DIBATTITI SUL SISTEMA PARLAMENTARE
Ricordando i dibattiti sul sistema parlamentare e sottolineando che esistono serie divergenze di opinione tra i partiti sulla struttura organizzativa, Çiçek ha affermato: “Coloro che dicono ‘sistema parlamentare’ si chiedono: ‘Dobbiamo correggere il sistema presidenziale e dire di sì a quello?’, oppure coloro che sostengono il sistema di governo presidenziale si chiedono: ‘Va bene, ci sono delle carenze, ma possiamo discutere anche del sistema parlamentare?’. Senza chiarire questa domanda, limitarsi a far girare palla a centrocampo non porta da nessuna parte. Perché, a prescindere dal sistema parlamentare o dal sistema di governo presidenziale che si sceglie, almeno 30-40 articoli dovranno essere scritti di conseguenza. Non è una questione di un solo articolo”.
Ricordando che è importante stabilire con quale metodo verrà effettuata questa modifica o redatta una nuova Costituzione, Çiçek ha aggiunto: “Durante la mia presidenza, dissi: ‘I 4 partiti si riuniranno e ogni articolo uscirà per consenso’. Già nel dirlo, la possibilità di realizzare questo lavoro è diventata molto difficile. Abbiamo sudato sette camicie per trovare un accordo su 60 articoli. Perché ciò a cui il partito A diceva ‘Sì’, il partito B diceva ‘No’. Non solo tra i partiti, ma anche tra i rappresentanti dello stesso partito emergevano profonde divergenze di opinione.
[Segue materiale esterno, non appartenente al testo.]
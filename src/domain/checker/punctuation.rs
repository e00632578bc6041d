use serde::Deserialize;

use super::comparison::Comparison;
use super::format_checker::{plural, FormatChecker};
use super::kind::CheckerKind;

#[derive(Debug, Clone, Deserialize)]
#[serde(deny_unknown_fields)]
pub struct NCommasChecker {
    #[serde(rename = "N", alias = "count")]
    pub n: usize,
    #[serde(default)]
    pub comparison_option: Comparison,
}

impl FormatChecker for NCommasChecker {
    fn kind(&self) -> CheckerKind {
        CheckerKind::NCommas
    }

    fn check(&self, value: &str) -> bool {
        let count = value.matches(',').count();
        self.comparison_option.compare(count, self.n)
    }

    fn description(&self) -> String {
        format!(
            "The argument value must contain {} {} comma{}. The commas may appear anywhere in the value.",
            self.comparison_option,
            self.n,
            plural(self.n)
        )
    }
}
Per questo motivo, è estremamente importante che i membri dello stesso partito che faranno parte della commissione siano in sintonia tra loro. Ora, si deciderà con il ‘sì’ dei rappresentanti di 6 partiti su ogni articolo, o in base alla maggioranza dei voti? Queste cose devono essere chiarite”.
"MODIFICARE LA COSTITUZIONE NON È COSÌ FACILE COME SI PENSA"
Infine, Çiçek ha espresso la sua opinione: “Finché i 6 partiti non daranno un'approvazione generale sull'intera Costituzione, il consenso sui singoli articoli non ha alcun significato. Modificare la Costituzione non è così facile come si pensa. Credetemi, è più difficile che spostare il monte Erciyes. Nessuno dovrebbe illudersi che sia un compito semplice basandosi su discorsi altisonanti. Bisogna essere realisti. Speriamo che questa volta riusciamo a rompere il ghiaccio”.